INTEREST rates will stay at half a per cent for the 24th month in a row, the Bank of England announced yesterday.
Analysts were unsurprised by the decision to keep rates at a record low, but expect the meeting’s minutes, published on 23 February, to reveal a fractious and increasingly hawkish feel to the committee.
“The Bank’s decision likely followed an intense, heated debate and could well have been the result of a very close vote,” said Howard Archer of IHS Global Insight.
“Given the difficult inflation environment we suspect there was a considerable debate at the meeting over whether or not to raise rates,” echoed Investec economist Philip Shaw.
Andrew Sentance and Martin Weale may have been joined by another colleague voting for a quarter point increase in rates, suggested Alan Clarke of BNP Paribas. “Given the worse news on inflation we would not be surprised if there was an additional dissenter,” Clarke said.

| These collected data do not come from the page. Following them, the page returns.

//! Bookings and the outcome of booking writes.

use serde::Serialize;

use super::{BookingId, HotelId, RoomId};

/// A reservation of one room for one date.
///
/// The date is stored verbatim. Two bookings for the same room and date
/// are both accepted.
#[derive(Debug, Clone, PartialEq, Eq, Serialize)]
pub struct Booking {
    /// Surrogate row id.
    pub id: BookingId,
    /// Booked room.
    pub room_id: RoomId,
    /// Requested date, free-form.
    pub date: String,
}

/// A booking joined with its room and the room's hotel, for listing.
#[derive(Debug, Clone, PartialEq, Eq, Serialize)]
pub struct BookingDetail {
    /// The booking row.
    pub booking: Booking,
    /// Number of the booked room.
    pub room_number: String,
    /// Category of the booked room.
    pub room_type: String,
    /// Hotel owning the booked room.
    pub hotel_id: HotelId,
    /// Name of that hotel.
    pub hotel_name: String,
}

/// Result of a booking write that did not fail the request.
///
/// A failed commit is rolled back and counted, but the caller still
/// proceeds as if it succeeded.
#[derive(Debug, Clone, Copy, PartialEq, Eq)]
pub enum CommitOutcome {
    /// The write was committed.
    Committed,
    /// The write failed and was rolled back.
    RolledBack,
}

impl CommitOutcome {
    /// Returns `true` if the write was committed.
    #[must_use]
    pub const fn is_committed(self) -> bool {
        matches!(self, Self::Committed)
    }
}
//! Service layer: business logic orchestration.
//!
//! [`BookingService`] coordinates persistence calls and records their
//! outcomes in [`super::metrics::BookingMetrics`].

pub mod booking_service;

pub use booking_service::BookingService;
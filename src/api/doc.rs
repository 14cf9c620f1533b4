//! OpenAPI document for the HTTP surface.

use utoipa::OpenApi;

use super::handlers::{booking, hotel, system};

/// API documentation.
#[derive(Debug, OpenApi)]
#[openapi(
    paths(
        hotel::list_hotels,
        hotel::get_hotel,
        hotel::book_room,
        booking::list_bookings,
        booking::cancel_booking,
        system::health_handler,
        system::metrics_handler,
    ),
    tags(
        (name = "Hotels", description = "Browse hotels and their rooms"),
        (name = "Bookings", description = "Create, list and cancel bookings"),
        (name = "System", description = "Health and metrics"),
    ),
    info(
        title = "Hotel Booking API",
        description = "Browse hotels, book rooms by date, and cancel bookings.",
        license(name = "MIT"),
    )
)]
pub struct ApiDoc;

/// Swagger UI serving [`ApiDoc`] at `/swagger-ui`.
#[cfg(feature = "swagger-ui")]
#[must_use]
pub fn swagger_ui() -> utoipa_swagger_ui::SwaggerUi {
    utoipa_swagger_ui::SwaggerUi::new("/swagger-ui")
        .url("/api-docs/openapi.json", ApiDoc::openapi())
}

“We expect rates to rise soon and rise further than markets price in,” said Michael Saunders of Citigroup.
The Bank’s inflation report, published next Wednesday, will provide new evidence on how seriously it considers the threat of lingering price inflation, as well as the fragility, or strength, of the British economy.
“We expect an upward revision to the inflation projection, particularly at the two year ahead horizon,” Clarke said. “At the very least that is likely to show that the committee is moving closer to a rate hike.”